There is ordinarily one Newark Arts Council group show in each year's Open Doors. This year, I thought it was at 570 Broad Street, across Fulton Street from Peddie Memorial Baptist Church. But I was later given to think that there were two NAC group shows, one at the Adrienne Wheeler Gallery, which I was unable to get to (inasmuch as we had a freak snowstorm just before the last day that show was to be open, the Monday after the Open Doors weekend, and I was snowed in), and the other at 570 Broad Street, which, unfortunately, I did get to.

Kevin said that this work was more like what he expected to do at the Venice Biennale this summer, but he got sidetracked into a different presentation there. He explains his central piece as Sarah Palin leading her army of rats down a yellow-brick road, and trailing a wagon filled with the baggage of the Radical Right, which includes a Confederate battle flag emblazoned with symbols of the Ku Klux Klan. He's such a timid little guy in his artistic expression, isn't he? Come on, Kevin, don't hold back. What do you really think of Sarah and the Tea Party?

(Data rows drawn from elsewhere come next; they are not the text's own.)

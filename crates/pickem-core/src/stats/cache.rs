// Memoized stats and leaderboards, dropped through a single invalidation
// entry point.

use std::collections::HashMap;
use std::sync::{Mutex, MutexGuard};

use crate::league::{Scope, SeasonId, UserId};

use super::leaderboard::LeaderboardEntry;
use super::season::{SeasonStats, StatsWindow};

#[derive(Debug, Clone, Copy, PartialEq, Eq, Hash)]
struct StatsKey {
    user_id: UserId,
    season_id: SeasonId,
    scope: Scope,
    window: StatsWindow,
}

#[derive(Debug, Clone, Copy, PartialEq, Eq, Hash)]
struct BoardKey {
    season_id: SeasonId,
    board: Scope,
    window: StatsWindow,
}

/// What a write touched.
#[derive(Debug, Clone, Copy, PartialEq, Eq)]
pub enum Invalidation {
    /// One user's picks changed: their stats and every board of the season.
    User { user_id: UserId, season_id: SeasonId },
    /// Results, game states, or standings changed for the whole season.
    Season(SeasonId),
}

#[derive(Debug, Default)]
struct Entries {
    stats: HashMap<StatsKey, SeasonStats>,
    boards: HashMap<BoardKey, Vec<LeaderboardEntry>>,
    /// Bumped by every invalidation touching the season.
    generations: HashMap<SeasonId, u64>,
}

impl Entries {
    fn generation(&self, season_id: SeasonId) -> u64 {
        self.generations.get(&season_id).copied().unwrap_or(0)
    }
}

/// Readers take a [`StatsCache::generation`] before loading rows and hand it
/// back on `put_*`; a value computed across an invalidation is discarded.
#[derive(Debug, Default)]
pub struct StatsCache {
    entries: Mutex<Entries>,
}

impl StatsCache {
    pub fn new() -> Self {
        Self::default()
    }

    fn entries(&self) -> MutexGuard<'_, Entries> {
        self.entries.lock().expect("stats cache mutex poisoned")
    }

    pub fn generation(&self, season_id: SeasonId) -> u64 {
        self.entries().generation(season_id)
    }

    pub fn get_stats(
        &self,
        user_id: UserId,
        season_id: SeasonId,
        scope: Scope,
        window: StatsWindow,
    ) -> Option<SeasonStats> {
        let key = StatsKey {
            user_id,
            season_id,
            scope,
            window,
        };
        self.entries().stats.get(&key).cloned()
    }

    /// Returns false when `generation` is stale and nothing was stored.
    pub fn put_stats(
        &self,
        user_id: UserId,
        season_id: SeasonId,
        scope: Scope,
        window: StatsWindow,
        generation: u64,
        stats: SeasonStats,
    ) -> bool {
        let mut entries = self.entries();
        if entries.generation(season_id) != generation {
            return false;
        }
        let key = StatsKey {
            user_id,
            season_id,
            scope,
            window,
        };
        entries.stats.insert(key, stats);
        true
    }

    pub fn get_board(&self, season_id: SeasonId, board: Scope, window: StatsWindow) -> Option<Vec<LeaderboardEntry>> {
        let key = BoardKey {
            season_id,
            board,
            window,
        };
        self.entries().boards.get(&key).cloned()
    }

    /// Returns false when `generation` is stale and nothing was stored.
    pub fn put_board(
        &self,
        season_id: SeasonId,
        board: Scope,
        window: StatsWindow,
        generation: u64,
        entries: Vec<LeaderboardEntry>,
    ) -> bool {
        let mut cache = self.entries();
        if cache.generation(season_id) != generation {
            return false;
        }
        let key = BoardKey {
            season_id,
            board,
            window,
        };
        cache.boards.insert(key, entries);
        true
    }

    pub fn invalidate(&self, what: Invalidation) {
        let mut entries = self.entries();
        let season = match what {
            Invalidation::User { user_id, season_id } => {
                entries
                    .stats
                    .retain(|k, _| !(k.user_id == user_id && k.season_id == season_id));
                season_id
            }
            Invalidation::Season(season_id) => {
                entries.stats.retain(|k, _| k.season_id != season_id);
                season_id
            }
        };
        entries.boards.retain(|k, _| k.season_id != season);
        *entries.generations.entry(season).or_insert(0) += 1;
    }
}

#[cfg(test)]
mod tests {
    use super::*;

    fn stats(total: f64) -> SeasonStats {
        SeasonStats {
            total_score: total,
            ..SeasonStats::default()
        }
    }

    #[test]
    fn user_invalidation_keeps_other_users() {
        let cache = StatsCache::new();
        cache.put_stats(1, 7, Scope::Global, StatsWindow::FullSeason, 0, stats(3.0));
        cache.put_stats(2, 7, Scope::Global, StatsWindow::FullSeason, 0, stats(4.0));
        cache.put_board(7, Scope::Global, StatsWindow::FullSeason, 0, vec![]);

        cache.invalidate(Invalidation::User {
            user_id: 1,
            season_id: 7,
        });

        assert!(cache.get_stats(1, 7, Scope::Global, StatsWindow::FullSeason).is_none());
        assert_eq!(
            cache.get_stats(2, 7, Scope::Global, StatsWindow::FullSeason),
            Some(stats(4.0))
        );
        assert!(cache.get_board(7, Scope::Global, StatsWindow::FullSeason).is_none());
    }

    #[test]
    fn season_invalidation_spares_other_seasons() {
        let cache = StatsCache::new();
        cache.put_stats(1, 7, Scope::Group(2), StatsWindow::RegularSeason, 0, stats(1.0));
        cache.put_stats(1, 8, Scope::Group(2), StatsWindow::RegularSeason, 0, stats(2.0));
        cache.put_board(8, Scope::Group(2), StatsWindow::RegularSeason, 0, vec![]);

        cache.invalidate(Invalidation::Season(7));

        assert!(cache.get_stats(1, 7, Scope::Group(2), StatsWindow::RegularSeason).is_none());
        assert!(cache.get_stats(1, 8, Scope::Group(2), StatsWindow::RegularSeason).is_some());
        assert!(cache.get_board(8, Scope::Group(2), StatsWindow::RegularSeason).is_some());
    }

    #[test]
    fn value_computed_across_an_invalidation_is_dropped() {
        let cache = StatsCache::new();
        let window = StatsWindow::FullSeason;

        // Reader misses and starts computing.
        assert!(cache.get_stats(1, 7, Scope::Global, window).is_none());
        let generation = cache.generation(7);

        // A result lands before the reader stores its value.
        cache.invalidate(Invalidation::Season(7));

        assert!(!cache.put_stats(1, 7, Scope::Global, window, generation, stats(1.0)));
        assert!(!cache.put_board(7, Scope::Global, window, generation, vec![]));
        assert!(cache.get_stats(1, 7, Scope::Global, window).is_none());
        assert!(cache.get_board(7, Scope::Global, window).is_none());

        // A fresh read stores normally.
        let generation = cache.generation(7);
        assert!(cache.put_stats(1, 7, Scope::Global, window, generation, stats(2.0)));
        assert_eq!(cache.get_stats(1, 7, Scope::Global, window), Some(stats(2.0)));
    }

    #[test]
    fn invalidating_one_season_keeps_anothers_generation() {
        let cache = StatsCache::new();
        let generation = cache.generation(8);
        cache.invalidate(Invalidation::User {
            user_id: 1,
            season_id: 7,
        });
        assert!(cache.put_stats(1, 8, Scope::Global, StatsWindow::FullSeason, generation, stats(1.0)));
    }
}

The Wheeler Gallery show did not seem to have the imprimatur of the Council as an NAC group show. It may have been much better than the 570 show, but I didn't see it. For one thing, Anne Dushanko-Dobek was a participating artist at the Wheeler show, and I like her work. For a second, I have seen a little of Adrienne Wheeler's work at a Catfish Friday group show, and am inclined to think she has good taste. For a third, and most tellingly, the 570 show was AWFUL, an unbelievable mess.

I do not set myself up as an art critic, but merely offer readers my perspective. From my perspective, the 570 show was crap. I hate to say that about anything the Newark Arts Council ("NAC", said as letters, N-A-C, not a word) organizes. But somebody fell down on the job, fell asleep at the quality switch, or otherwise f...ouled up in putting together this year's NAC group show.

I asked Kevin, who often works with found objects, where he found the rats. He said, in a dollar store. I've never seen plastic/rubber rats in a dollar store, but, then, I wasn't looking. Perhaps they're a Halloween item.


Not everything in the show was awful, of course. One of my favorite Newark artists, Kevin Blythe Sampson, had a major piece there, which I found out almost instantly upon arriving, in that he saw me enter and said hello, and when I asked if he had anything in the show, he pointed me to his area. There were also good things by Lori Merhige (which I had already seen at Solo(s) Project House; see my post of November 5, 2010) and other artists. Only a portion of Lori Merhige's Solo(s) show appeared at 570, scattered over a large, and mainly empty area. Why?

Unfortunately, the liting in the exhibition space at the time I was there (very late afternoon, with sunshine streaming in low from the west) was execrable, and I couldn't get a decent foto, with or without flash, of Kevin's piece, including the artist, in that the piece looked east, so the sun was behind it.

I mentioned to Kevin, when I checked my first, discouraging foto of him beside it in my camera's little monitor, that I have had great difficulty taking pictures of black people except in the clearest and britest of lite. He wasn't taken aback at all, but merely said "Photoshop". Yes, I do need to manipulate fotos in a graffics program, tho mine is Jasc Paint Shop Pro rather than Adobe's Photoshop. The two programs do much the same thing, but Adobe's costs hundreds of dollars, whereas Jasc's came free with the purchase of my computer. Guess which I'm going to use, when the choice is spending hundreds of dollars or working with what came free with my computer.

When a foto seems unusable even after processing in Jasc, I don't think, "I should have Adobe", but assume that Photoshop wouldn't have solved the problem either.

Kevin's piece also spilled onto nearby columns and wall areas.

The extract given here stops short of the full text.